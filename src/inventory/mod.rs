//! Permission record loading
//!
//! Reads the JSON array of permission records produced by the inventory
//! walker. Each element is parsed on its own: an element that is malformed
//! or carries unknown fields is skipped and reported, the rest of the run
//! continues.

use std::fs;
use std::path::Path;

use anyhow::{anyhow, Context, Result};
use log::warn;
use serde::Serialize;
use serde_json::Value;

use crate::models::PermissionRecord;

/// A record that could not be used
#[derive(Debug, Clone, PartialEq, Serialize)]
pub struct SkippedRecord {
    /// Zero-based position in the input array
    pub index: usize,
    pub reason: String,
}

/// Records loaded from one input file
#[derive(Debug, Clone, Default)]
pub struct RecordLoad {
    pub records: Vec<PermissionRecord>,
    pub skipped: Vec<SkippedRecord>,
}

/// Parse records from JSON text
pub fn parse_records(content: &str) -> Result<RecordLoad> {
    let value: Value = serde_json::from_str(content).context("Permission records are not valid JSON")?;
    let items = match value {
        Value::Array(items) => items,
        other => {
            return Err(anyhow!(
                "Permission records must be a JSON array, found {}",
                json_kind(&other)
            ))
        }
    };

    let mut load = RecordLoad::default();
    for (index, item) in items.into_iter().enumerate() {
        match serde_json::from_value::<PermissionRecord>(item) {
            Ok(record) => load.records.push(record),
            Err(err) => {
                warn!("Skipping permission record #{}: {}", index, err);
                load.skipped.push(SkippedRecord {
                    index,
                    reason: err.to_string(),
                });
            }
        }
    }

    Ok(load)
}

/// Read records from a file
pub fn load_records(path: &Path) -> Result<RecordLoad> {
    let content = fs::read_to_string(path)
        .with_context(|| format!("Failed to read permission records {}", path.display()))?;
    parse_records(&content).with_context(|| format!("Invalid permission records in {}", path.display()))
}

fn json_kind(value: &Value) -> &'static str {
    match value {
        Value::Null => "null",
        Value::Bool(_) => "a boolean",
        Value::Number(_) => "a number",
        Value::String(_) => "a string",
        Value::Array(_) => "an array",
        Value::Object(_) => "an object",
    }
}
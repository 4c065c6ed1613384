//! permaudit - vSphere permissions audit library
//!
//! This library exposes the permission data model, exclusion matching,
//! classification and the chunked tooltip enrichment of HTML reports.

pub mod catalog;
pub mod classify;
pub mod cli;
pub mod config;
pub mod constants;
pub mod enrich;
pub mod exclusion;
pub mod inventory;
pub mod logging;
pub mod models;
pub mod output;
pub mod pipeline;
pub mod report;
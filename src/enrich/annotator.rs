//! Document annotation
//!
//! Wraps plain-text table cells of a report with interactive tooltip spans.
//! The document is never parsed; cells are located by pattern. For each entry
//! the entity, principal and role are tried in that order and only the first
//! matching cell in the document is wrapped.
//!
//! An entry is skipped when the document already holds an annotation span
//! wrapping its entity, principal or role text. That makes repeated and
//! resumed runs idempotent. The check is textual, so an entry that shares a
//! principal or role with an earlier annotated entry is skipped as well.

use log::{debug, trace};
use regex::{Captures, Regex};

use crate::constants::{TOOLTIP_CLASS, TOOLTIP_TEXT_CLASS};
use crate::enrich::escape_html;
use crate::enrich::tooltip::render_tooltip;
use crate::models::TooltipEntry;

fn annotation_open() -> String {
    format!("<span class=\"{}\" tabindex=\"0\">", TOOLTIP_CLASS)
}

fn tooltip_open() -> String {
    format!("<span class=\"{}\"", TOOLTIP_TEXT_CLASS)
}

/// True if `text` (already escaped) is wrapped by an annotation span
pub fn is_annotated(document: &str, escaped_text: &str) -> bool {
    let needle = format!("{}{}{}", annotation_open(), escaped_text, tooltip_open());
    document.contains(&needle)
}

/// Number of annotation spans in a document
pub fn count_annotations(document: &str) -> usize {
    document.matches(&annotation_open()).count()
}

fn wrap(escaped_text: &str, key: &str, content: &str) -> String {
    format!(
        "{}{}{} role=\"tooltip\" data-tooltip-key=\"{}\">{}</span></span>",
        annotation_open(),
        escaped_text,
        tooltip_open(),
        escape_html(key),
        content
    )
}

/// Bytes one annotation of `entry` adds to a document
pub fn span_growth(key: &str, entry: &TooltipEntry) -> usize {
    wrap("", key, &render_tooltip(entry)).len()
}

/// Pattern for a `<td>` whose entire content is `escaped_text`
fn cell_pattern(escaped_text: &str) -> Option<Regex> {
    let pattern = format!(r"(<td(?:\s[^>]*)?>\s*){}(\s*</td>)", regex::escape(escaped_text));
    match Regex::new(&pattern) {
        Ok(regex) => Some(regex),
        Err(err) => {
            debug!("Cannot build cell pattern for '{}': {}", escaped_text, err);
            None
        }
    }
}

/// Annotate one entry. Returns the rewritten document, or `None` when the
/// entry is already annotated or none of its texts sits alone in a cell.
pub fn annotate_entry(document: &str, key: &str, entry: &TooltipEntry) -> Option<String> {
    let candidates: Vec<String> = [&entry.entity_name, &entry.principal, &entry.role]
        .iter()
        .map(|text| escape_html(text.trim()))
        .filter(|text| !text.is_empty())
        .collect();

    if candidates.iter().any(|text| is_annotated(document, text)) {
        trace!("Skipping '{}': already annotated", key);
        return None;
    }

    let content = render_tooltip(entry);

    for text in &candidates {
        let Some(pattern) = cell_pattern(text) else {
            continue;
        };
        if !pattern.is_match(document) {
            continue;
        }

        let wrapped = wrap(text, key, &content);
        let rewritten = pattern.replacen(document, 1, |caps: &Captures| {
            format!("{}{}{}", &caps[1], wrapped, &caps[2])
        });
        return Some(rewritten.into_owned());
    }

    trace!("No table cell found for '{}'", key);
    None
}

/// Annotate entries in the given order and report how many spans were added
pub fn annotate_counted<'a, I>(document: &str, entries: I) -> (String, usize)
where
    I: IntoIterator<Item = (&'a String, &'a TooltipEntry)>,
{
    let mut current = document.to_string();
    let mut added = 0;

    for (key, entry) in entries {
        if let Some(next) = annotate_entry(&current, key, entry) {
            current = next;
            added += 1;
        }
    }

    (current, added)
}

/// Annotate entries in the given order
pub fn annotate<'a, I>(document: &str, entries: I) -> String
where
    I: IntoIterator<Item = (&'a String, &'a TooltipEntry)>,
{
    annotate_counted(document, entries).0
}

_INSTRUCTIONS TO FOLLOW_: Reproduce, please, the lines of the material from its first line down to the line containing "let content = fs::read_to_string(path)", keeping both ends and nothing beyond them.

_RESULT OF THE EXERCISE_:
filename src/inventory/mod.rs
//! Permission record loading
//!
//! Reads the JSON array of permission records produced by the inventory
//! walker. Each element is parsed on its own: an element that is malformed
//! or carries unknown fields is skipped and reported, the rest of the run
//! continues.

use std::fs;
use std::path::Path;

use anyhow::{anyhow, Context, Result};
use log::warn;
use serde::Serialize;
use serde_json::Value;

use crate::models::PermissionRecord;

/// A record that could not be used
#[derive(Debug, Clone, PartialEq, Serialize)]
pub struct SkippedRecord {
    /// Zero-based position in the input array
    pub index: usize,
    pub reason: String,
}

/// Records loaded from one input file
#[derive(Debug, Clone, Default)]
pub struct RecordLoad {
    pub records: Vec<PermissionRecord>,
    pub skipped: Vec<SkippedRecord>,
}

/// Parse records from JSON text
pub fn parse_records(content: &str) -> Result<RecordLoad> {
    let value: Value = serde_json::from_str(content).context("Permission records are not valid JSON")?;
    let items = match value {
        Value::Array(items) => items,
        other => {
            return Err(anyhow!(
                "Permission records must be a JSON array, found {}",
                json_kind(&other)
            ))
        }
    };

    let mut load = RecordLoad::default();
    for (index, item) in items.into_iter().enumerate() {
        match serde_json::from_value::<PermissionRecord>(item) {
            Ok(record) => load.records.push(record),
            Err(err) => {
                warn!("Skipping permission record #{}: {}", index, err);
                load.skipped.push(SkippedRecord {
                    index,
                    reason: err.to_string(),
                });
            }
        }
    }

    Ok(load)
}

/// Read records from a file
pub fn load_records(path: &Path) -> Result<RecordLoad> {
    let content = fs::read_to_string(path)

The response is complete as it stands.